This month’s Israeli Defense Forces (IDF) incursions and aerial bombardments of Hezbollah centers in southern Lebanon will necessitate an increased reliance on Hezbollah’s financing hubs elsewhere throughout the world and could provoke retaliatory attacks against Israeli interests in Latin America, similar to the 1992 bombing of the Israeli embassy in Buenos Aires, Argentina . In addition to state sponsorship from Iran and Syria , historical precedence suggests Hezbollah will increase financing and training operations in areas of Latin America, particularly the Tri-Border Region (Argentina, Brazil , and Paraguay ).
Since the 1980s and Israel’s first military incursion and occupation of southern Lebanon, Hezbollah cells formed and operated financial support infrastructures among the estimated 20,000 Shi’ites living within Latin America’s Tri-Border Region . As reiterated in these pages, the general lawlessness and government corruption in this area provides for a fertile base of operations for several Islamic extremists groups, including Hezbollah, Hamas and Al-Gamaat al-Islamiya . Hezbollah receives an estimated US$100 million from state sponsor Iran and raises an estimated US$10 million of that in Paraguay alone. Hezbollah drug trafficking operations, in cooperation with global criminal organizations such as Chinese Triads and the Russian Mafia, contribute to a robust financial coffer that funds plans to inflict physical harm on western populations.
Hezbollah financial operations in the Tri-Border Region will continue to grow, as both Ciudad del Este and Foz do Iguacu serve as a sanctuary for illicit money launderers and narcotics traffickers. The proficiency with which Hezbollah operatives engage in state-sponsored terrorism and criminal enterprises is staggering and reveals the sophistication and deadliness of the transnational Hezbollah terror network.

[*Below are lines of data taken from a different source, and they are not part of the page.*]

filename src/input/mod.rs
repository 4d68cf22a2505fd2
pub mod handler;

pub use handler::handle_key;
use crate::app::AppState;
use crate::domain::format_hours_minutes;
use crate::ui::styles::{border_style, default_style, done_style, hint_style, title_style};
use ratatui::{
    layout::Rect,
    text::{Line, Span},
    widgets::{Block, Borders, Paragraph},
    Frame,
};

/// Render the statistics pane: lifetime totals plus this session's task log
pub fn render_stats_pane(f: &mut Frame, app: &AppState, area: Rect) {
    let record = app.stats.record();

    let mut lines = vec![
        Line::from(vec![
            Span::styled("Time worked:   ", default_style()),
            Span::styled(format_hours_minutes(record.total_time_worked), done_style()),
        ]),
        Line::from(vec![
            Span::styled("Sessions done: ", default_style()),
            Span::styled(record.completed_sessions.to_string(), done_style()),
        ]),
        Line::from(vec![
            Span::styled("Tasks done:    ", default_style()),
            Span::styled(record.completed_tasks.to_string(), done_style()),
        ]),
        Line::from(vec![
            Span::styled("Tasks open:    ", default_style()),
            Span::raw(app.tasks.pending_count().to_string()),
        ]),
    ];

    if !app.stats.session_tasks().is_empty() {
        lines.push(Line::raw(""));
        lines.push(Line::from(Span::styled(
            "Done this session:",
            hint_style(),
        )));
        for text in app.stats.session_tasks() {
            lines.push(Line::from(vec![
                Span::styled("  ✔ ", done_style()),
                Span::raw(text.clone()),
            ]));
        }
    }

    let paragraph = Paragraph::new(lines).block(
        Block::default()
            .borders(Borders::ALL)
            .border_style(border_style())
            .title(Span::styled(" Statistics ", title_style())),
    );

    f.render_widget(paragraph, area);
}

Imad Fayez Mugniyah, the recognized leader of Hezbollah’s international branch and chief military operator, possesses a familiarity with the Tri-Border Region from past operations and is capable of conducting attacks against Jewish targets and persons in Latin America. Mugniyah?the alleged organizer of the 1983 Beirut embassy and Marine barrack bombings , the 1985 TWA hijacking , the Khobar Towers bombing of 1996 , and the Buenos Aires bombings of 1992 and 1994 ?is known to have established terrorist cells in Ciudad del Este and Encarnaci?n. Additionally, Mugniyah is linked to Assad Ahmed Barakat, whose “Barakat clan” oversees much of the Hezbollah fund-raising activities. Paraguayan police identified Barakat as “the Hezbollah military chief in the Tri-Border region” and the group’s prime financial operative in the region. Barakat’s operations include counterfeiting, money laundering, blackmail, and extortion of Lebanese immigrants in the region. Brazilian police arrested Barakat in the fall of 2001. Argentinean authorities revealed that he not only distributed $60 million in Colombian printed counterfeit US dollars to Hezbollah associates but he also participated, as previously thought, in the 1994 bombing of the Jewish community center in Buenos Aires. Mugniyeh remains at large and was reportedly last identified in January 2006 attending a meeting between Iranian President Mahmoud Ahmadinejad and Syrian President Bashar al-Assad. Mugniyah’s rumored involvement in the July 12, 2006 attack and kidnapping of IDF personnel, the catalyst of the current Middle East conflict, further demonstrates his operational prowess.
Attacks directed at western and/or Israeli interests by Hezbollah operatives outside the Middle East are sparse, but increased pressure by the Israeli military in southern Lebanon or a targeted assassination of Hezbollah leader Hassan Nasrallah will draw a physical response from Hezbollah elsewhere in the world. A reprisal attack in Latin America, as was seen in the 1992 bombing of the Israeli embassy and the 1994 bombing of a Jewish community center, is possible.